The sheer prettiness of Chemena Kamali’s vision for Chloé is so powerful it’s almost shocking. The impact is unexpected, like being clubbed into submission by butterfly wings. Delicate lace bloomers, fragile lace-trimmed camisoles, floating clouds of floral prints, tiers of pure white froth are images plucked from a world that is untroubled by the horrors that nibble at the edge of Rick Owens’s universe. Those florals were, for example, taken from prints made in 1977 for one of Karl Lagerfeld’s summer collections for Chloé. In the originals, they were handpainted, but Kamali said she’d printed them on bathing suits or sheer mousseline dresses, and redefined the colours – sand, lime, lavender - like they’d been faded by the sun. She wanted a feeling of the last lingering days of summer. She called it “lost and found.” “Pieces that feel like they’ve lived for a very long time, other pieces that are maybe more from today, a spontaneous way of putting a silhouette together.”

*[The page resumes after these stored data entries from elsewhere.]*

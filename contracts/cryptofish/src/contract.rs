use soroban_sdk::{contract, contractimpl, log, vec, Address, Env, String, Vec};

use crate::{
    error::ContractError,
    storage::{
        utils::{
            get_can_mint, get_collections, get_issued_attributes, get_owner, has_owner,
            save_can_mint, save_collections, save_issued_attributes, save_owner,
        },
        Collection, ContractMetadata,
    },
    utils::{calculate_score, generate_unique_attribute},
};

// Collection count limit per creator. Lowered under cfg(test) so the limit
// path is reachable in unit tests.
pub const MINT_LIMIT: u32 = if cfg!(test) { 5 } else { 99_999 };

// md5 of the rule image file containing all the fish's attributes
const RULE_HASH: &str = "ada24c6d6d4d403374c81995cceb7262";
const STANDARD: &str = "CryptoFish";

#[contract]
pub struct CryptoFish;

#[contractimpl]
impl CryptoFish {
    // Deploy hook: binds the deployer as owner, enables minting and grants
    // the deployer the first (index 0) collection.
    #[allow(dead_code)]
    pub fn initialize(env: Env, sender: Address, tx_hash: String) -> Result<(), ContractError> {
        sender.require_auth();

        if has_owner(&env) {
            log!(&env, "CryptoFish: Initialize: Already initialized");
            return Err(ContractError::AlreadyInitialized);
        }

        save_owner(&env, &sender);
        save_can_mint(&env, true);

        env.events()
            .publish(("initialize", "owner: "), sender.clone());

        Self::mint_for(&env, &sender, &tx_hash)?;

        Ok(())
    }

    // Mints a collection for `sender`, its attribute derived from `tx_hash`.
    // Returns `None` without touching the ledger when the creator is at the
    // collection limit or minting is disabled; the owner gets no exemption
    // from either check.
    #[allow(dead_code)]
    pub fn mint(
        env: Env,
        sender: Address,
        tx_hash: String,
    ) -> Result<Option<Collection>, ContractError> {
        sender.require_auth();

        Self::mint_for(&env, &sender, &tx_hash)
    }

    // Toggles mint availability. Silently ignored for anyone but the owner.
    #[allow(dead_code)]
    pub fn set_can_mint(env: Env, sender: Address, can_mint: bool) -> Result<(), ContractError> {
        sender.require_auth();

        if !Self::is_owner(&env, &sender) {
            log!(
                &env,
                "CryptoFish: Set can mint: ignoring call from non owner: ",
                sender
            );
            return Ok(());
        }

        save_can_mint(&env, can_mint);

        env.events().publish(("set can mint", "sender: "), sender);
        env.events()
            .publish(("set can mint", "can mint: "), can_mint);

        Ok(())
    }

    #[allow(dead_code)]
    pub fn get_collection_by_index(env: Env, index: u32) -> Option<Collection> {
        let collection = get_collections(&env).get(index);
        if collection.is_none() {
            log!(
                &env,
                "CryptoFish: Get collection by index: no collection at index: ",
                index
            );
        }

        collection
    }

    // Linear scan; attributes are unique so at most one match exists.
    #[allow(dead_code)]
    pub fn get_collection_by_attribute(env: Env, attribute: String) -> Option<Collection> {
        let collection = get_collections(&env)
            .iter()
            .find(|collection| collection.attribute == attribute);
        if collection.is_none() {
            log!(
                &env,
                "CryptoFish: Get collection by attribute: no collection with attribute: ",
                attribute
            );
        }

        collection
    }

    // Collections minted by the calling address, in mint order. The auth
    // requirement is what keeps one address from listing another's holdings.
    #[allow(dead_code)]
    pub fn get_owned_collections(env: Env, sender: Address) -> Vec<Collection> {
        sender.require_auth();

        let owned = Self::owned_collections(&env, &sender);
        log!(
            &env,
            "CryptoFish: Get owned collections: count: ",
            owned.len()
        );

        owned
    }

    #[allow(dead_code)]
    pub fn get_collection_count(env: Env) -> u32 {
        get_collections(&env).len()
    }

    // A page `[skip, skip + limit)` of the ledger, clipped to its bounds.
    // Out of range `skip` yields an empty page, never an error.
    #[allow(dead_code)]
    pub fn get_collections(env: Env, limit: u32, skip: u32) -> Vec<Collection> {
        let collections = get_collections(&env);
        let total = collections.len();

        let start = skip.min(total);
        let end = skip.saturating_add(limit).min(total);

        collections.slice(start..end)
    }

    #[allow(dead_code)]
    pub fn show_owner(env: Env) -> Result<Address, ContractError> {
        let owner = get_owner(&env)?;

        Ok(owner)
    }

    #[allow(dead_code)]
    pub fn is_mint_enabled(env: Env) -> bool {
        get_can_mint(&env)
    }

    #[allow(dead_code)]
    pub fn metadata(env: Env) -> ContractMetadata {
        ContractMetadata {
            standard: String::from_str(&env, STANDARD),
            rule_hash: String::from_str(&env, RULE_HASH),
        }
    }

    fn mint_for(
        env: &Env,
        creator: &Address,
        tx_hash: &String,
    ) -> Result<Option<Collection>, ContractError> {
        let owned_count = Self::owned_collections(env, creator).len();
        if owned_count >= MINT_LIMIT {
            log!(
                env,
                "CryptoFish: Mint: creator reached the collection limit: ",
                creator
            );
            return Ok(None);
        }

        if !get_can_mint(env) {
            log!(env, "CryptoFish: Mint: minting is not available");
            return Ok(None);
        }

        let issued = get_issued_attributes(env);
        let attribute_digits = generate_unique_attribute(env, tx_hash, |candidate| {
            issued.contains_key(String::from_bytes(env, candidate))
        })?;

        let score = calculate_score(&attribute_digits)?;
        let attribute = String::from_bytes(env, &attribute_digits);

        let mut collections = get_collections(env);
        let index = collections.len();
        let collection = Collection {
            index,
            creator: creator.clone(),
            attribute: attribute.clone(),
            score,
        };

        collections.push_back(collection.clone());
        save_collections(env, &collections);

        let mut issued = issued;
        issued.set(attribute.clone(), true);
        save_issued_attributes(env, &issued);

        log!(
            env,
            "CryptoFish: Mint: minted collection: index: ",
            index,
            " attribute: ",
            attribute,
            " score: ",
            score
        );

        env.events().publish(("mint", "creator: "), creator.clone());
        env.events().publish(("mint", "index: "), index);
        env.events().publish(("mint", "attribute: "), attribute);

        Ok(Some(collection))
    }

    fn owned_collections(env: &Env, address: &Address) -> Vec<Collection> {
        let mut owned = vec![env];
        for collection in get_collections(env).iter() {
            if collection.creator == *address {
                owned.push_back(collection);
            }
        }

        owned
    }

    fn is_owner(env: &Env, address: &Address) -> bool {
        match get_owner(env) {
            Ok(owner) => owner == *address,
            Err(_) => false,
        }
    }
}
//! CLI argument definitions for vtofp
//!
//! This module contains all clap-derived structs and enums for CLI parsing.

mod core;
mod plan;

pub use core::{Cli, Commands};
pub use plan::{FormulaArgs, OutputFormat};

It was a fantasy, but Kamali insisted that her design process involved a rigorous interrogation. “In fittings, we ask ourselves, Would we wear it? How does it feel today? One of the most important things is that you believe this girl walking down the street like that.” Well, do you? The Chloé girl has always been a kind of feminine incarnate, from Lagerfeld’s twisted romance to the variants on Glastonbury Babe that most of his successors offered, but Kamali has elevated the ideal to an uncompromising degree. What’s peculiar is how little edge there is in her vision. After all, every rose has its thorn. Post-show, she sensibly pointed out that, two collections in, this was only the beginning. The first collection cleaned the slate, built a foundation. The second has been an opportunity to delve deeper into an archive which transects a whole lot of attitude. By way of example, Kamali offered the billowing taffeta balloon dress which she’d extracted from a 1978 collection. From that one look sprang the bloomer silhouette that shaped her own collection.
But then there were broad-shouldered jackets with a swinging back that were structured enough to look like something from the 1940s, viewed through the 80s. Kamali said they were inspired by the classic Chloé crepe de chine blouse, with its yoke and gathers and drapey sleeves. That was a promising extemporisation on a historical reference. There were also little puff-sleeved, square-necklined jackets that she claimed were turn of the century (the one before the last one). She imagined a woman picking up an item like that in a flea market, and accessorising it with a lingerie top and a pair of high-waisted jeans. Presto! Liisa Winkler on the catwalk. Mixing a bit of nostalgia with today and making it your own: the Kamali formula. There were so many Chloé girls in the front row that she’ll clearly have plenty of takers.